If you are in a public ward under the care of a consultant for treatment and you remain overnight, you are receiving in-patient services. 
If you are admitted to the hospital under the care of a consultant where you do not require the use of a bed overnight and your discharge from hospital is planned, you are receiving day services. 
The charge for in-patient/day services is €75 per day up to a maximum of €750 in a any 12 consecutive months (from 1 January 2009). The charge does not apply to the following groups:

Medical card holders
People receiving treatment for prescribed infectious diseases
People who are subject to "long stay" charges
Children up to six weeks of age, children suffering from prescribed diseases and disabilities and children referred for treatment from child health clinics and school board examinations
People who are entitled to hospital services because of EU Regulations
Women receiving maternity services.
*Private patients in public or voluntary hospitals*

If you are in a private bed in a public or voluntary hospital, you must pay for your maintenance at a rate set from time to time.

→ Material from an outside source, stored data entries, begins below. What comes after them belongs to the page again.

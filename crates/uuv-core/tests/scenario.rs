use uuv_core::sensors::dvl::{DvlSample, MAXIMUM_ALTITUDE, SEAFLOOR_DEPTH};
use uuv_core::vehicle::spawn;
use uuv_core::{
    ControllerGains, MixerConfig, MotionController, PhysicsBackend, Pose, Quat, SensorSample,
    Sensor, SimulatedWorld, SimulationTime, Simulator, Twist, Vec3, VehicleConfig, VehicleState,
};

fn simulator() -> Simulator<SimulatedWorld> {
    let mut world = SimulatedWorld::default();
    let vehicle = spawn(&mut world, &VehicleConfig::default()).unwrap();
    Simulator::new(world, vehicle, SimulationTime::from_micros(4_000))
}

fn default_controller() -> MotionController {
    MotionController::new(ControllerGains::default(), MixerConfig::default()).unwrap()
}

fn dvl_samples(sim: &Simulator<SimulatedWorld>) -> Vec<DvlSample> {
    sim.vehicle()
        .dvl()
        .samples()
        .iter()
        .filter_map(|s| match s {
            SensorSample::Dvl(d) => Some(*d),
            _ => None,
        })
        .collect()
}

fn within(value: f64, a: f64, b: f64) -> bool {
    const EPS: f64 = 1e-9;
    value >= a.min(b) - EPS && value <= a.max(b) + EPS
}

#[test]
fn dvl_samples_are_bounded_by_physics_steps() {
    let mut sim = simulator();
    let body = sim.vehicle().body();
    sim.backend_mut()
        .reset_pose(body, Pose::new(Vec3::new(0.0, 0.0, 80.0), Quat::identity()));
    sim.backend_mut()
        .reset_velocity(body, Twist::new(Vec3::new(1.0, 1.0, 1.0), Vec3::zeros()));

    let sensor_altitude =
        |sim: &Simulator<SimulatedWorld>| SEAFLOOR_DEPTH - sim.vehicle().dvl().world_position(sim.backend(), body).z;

    let mut previous_altitude = sensor_altitude(&sim);
    let mut previous_velocity = sim.backend().velocity(body).linear;
    let mut total = 0;

    for _ in 0..1_000 {
        sim.do_step();
        let altitude = sensor_altitude(&sim);
        let velocity = sim.backend().velocity(body).linear;

        for sample in dvl_samples(&sim) {
            total += 1;
            assert!(within(sample.altitude, previous_altitude, altitude));
            assert!(within(sample.vx, previous_velocity.x, velocity.x));
            assert!(within(sample.vy, previous_velocity.y, velocity.y));
            assert!(within(sample.vz, previous_velocity.z, velocity.z));
            // ~20 m above the floor: every beam has bottom lock.
            assert!(sample.velocity_valid);
            assert!(sample.altitude < MAXIMUM_ALTITUDE);
        }

        previous_altitude = altitude;
        previous_velocity = velocity;
    }

    // Four simulated seconds at roughly 8 Hz.
    assert!(total > 20, "only {total} pings");
}

#[test]
fn dvl_timestamps_increase_across_steps() {
    let mut sim = simulator();
    let mut stamps = Vec::new();
    for _ in 0..500 {
        sim.do_step();
        stamps.extend(dvl_samples(&sim).iter().map(|s| s.timestamp));
        for sample in dvl_samples(&sim) {
            assert!(sample.timestamp <= sim.time());
        }
    }
    assert!(!stamps.is_empty());
    assert!(stamps.windows(2).all(|w| w[0] < w[1]));
}

#[test]
fn controller_is_deterministic() {
    let script: Vec<(VehicleState, Pose)> = (0..500)
        .map(|i| {
            let t = i as f64 * 0.004;
            let state = VehicleState {
                position: Vec3::new(t.sin(), 0.5 * t, 0.1 * t * t),
                orientation: Quat::from_euler_angles(0.1 * t.sin(), 0.05 * t, -0.2 * t),
                velocity: Vec3::new(t.cos(), 0.5, 0.2 * t),
                angular_velocity: Vec3::new(0.0, 0.05, -0.2),
            };
            let desired = Pose::new(
                Vec3::new(3.0, -1.0, 5.0),
                Quat::from_euler_angles(0.0, 0.1, 1.0),
            );
            (state, desired)
        })
        .collect();

    let run = || {
        let mut controller = default_controller();
        script
            .iter()
            .flat_map(|(state, desired)| controller.update(state, desired, 0.004).to_vec())
            .map(f64::to_bits)
            .collect::<Vec<u64>>()
    };

    assert_eq!(run(), run());
}

#[test]
fn simulation_is_deterministic() {
    let run = || {
        let mut sim = simulator().with_controller(default_controller());
        sim.set_desired_pose(Pose::new(
            Vec3::new(1.0, 0.5, 3.0),
            Quat::from_euler_angles(0.0, 0.0, 0.5),
        ));
        sim.step_until(5.0);
        let body = sim.vehicle().body();
        let pose = sim.backend().pose(body);
        (
            pose.position.iter().map(|v| v.to_bits()).collect::<Vec<_>>(),
            pose.orientation.coords.iter().map(|v| v.to_bits()).collect::<Vec<_>>(),
            sim.stats().samples_emitted,
        )
    };
    assert_eq!(run(), run());
}

fn vertical_command(sim: &Simulator<SimulatedWorld>) -> f64 {
    sim.controller().unwrap().motor_outputs()[6]
}

#[test]
fn reaches_deeper_target() {
    let mut sim = simulator().with_controller(default_controller());
    let target = Vec3::new(0.0, 0.0, 2.0);
    sim.set_desired_pose(Pose::new(target, Quat::identity()));
    let body = sim.vehicle().body();

    sim.do_step();
    let initial = sim.controller().unwrap().motor_outputs().to_vec();
    // Vertical pair pushes down (+z) toward the target.
    assert!(initial[6] > 0.0 && initial[7] > 0.0);

    let mut peak_depth = f64::MIN;
    // Largest vertical command magnitude inside each window after the transient.
    let mut window_peaks = Vec::new();
    let mut depths = Vec::new();
    for checkpoint in [1.0, 5.0, 15.0, 30.0, 60.0, 120.0] {
        let mut largest = 0.0_f64;
        while sim.fits_before(checkpoint) {
            sim.do_step();
            peak_depth = peak_depth.max(sim.backend().pose(body).position.z);
            largest = largest.max(vertical_command(&sim).abs());
        }
        depths.push(sim.backend().pose(body).position.z);
        if checkpoint > 15.0 {
            window_peaks.push(largest);
        }
    }

    assert!(depths[0] > 0.3, "depth after 1 s: {}", depths[0]);
    assert!(depths[1] > 1.5, "depth after 5 s: {}", depths[1]);
    assert!(peak_depth < 2.3, "overshoot to {peak_depth}");
    assert!((depths[4] - target.z).abs() < 0.1, "depth after 60 s: {}", depths[4]);
    assert!((depths[5] - target.z).abs() < 0.05, "final depth {}", depths[5]);

    let pose = sim.backend().pose(body);
    assert!(pose.position.x.abs() < 1e-6 && pose.position.y.abs() < 1e-6);

    // 15-30 s, 30-60 s, 60-120 s.
    assert!(
        window_peaks.windows(2).all(|w| w[1] < w[0]),
        "vertical command not decaying: {window_peaks:?}"
    );
    let late = vertical_command(&sim);
    assert!(late.abs() < 1.0, "residual vertical command {late}");
    assert!(late.abs() < initial[6].abs());
}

The following charges are in addition to the public hospital in-patient charges. The rates from 1 January, 2009 are: 

*Hospital Category**Private**Semi-private**Day-care*HSE Regional Hospitals and Voluntary and Joint Board Teaching Hospitals€910 €713 €655 HSE County Hospitals and Voluntary Non-teaching Hospitals€607 €488€434HSE District Hospitals€260 €222 €193 

If you are a private patient, you must pay for the services of the consultant who is treating you. You must also pay for the services of any other consultant who is involved in caring for you (i.e., the radiation oncologist, anaesthetist, etc.) 

[broken link removed]


----------



## megabyte

*Cost of hospital per night*

So for a week in a hospital as an public in-patient referred by consultant for treatment in an Emergency situation can you say what daily cost would you be talking about.


----------



## huskerdu

megabyte said:


> So for a week in a hospital as an public in-patient referred by consultant for treatment in an Emergency situation can you say what daily cost would you be talking about.



From Marietts post

"The charge for in-patient/day services is €75 per day up to a maximum of €750 in a any 12 consecutive months"


----------



## salaried

Hi Megabyte, A family member was in the category you describe and it was 75.00 euro per day. Thank God he is ok now. I am sure the above posters have more knowledge than me on the hard facts, But I am just going on previous and personal experience.


----------



## megabyte

*Cost of hospital per night*

O.K. it worked out as 75 per night thanks for the info but will we get a seperate bill now from the  hospital Consultant for treatment -operation at the hospital and for any follow up appointments at the hospital??


----------



## Marietta

Can you confirm if the person is a private or public patient. If public they don't have to pay the cost of the operation or for the consultant fees.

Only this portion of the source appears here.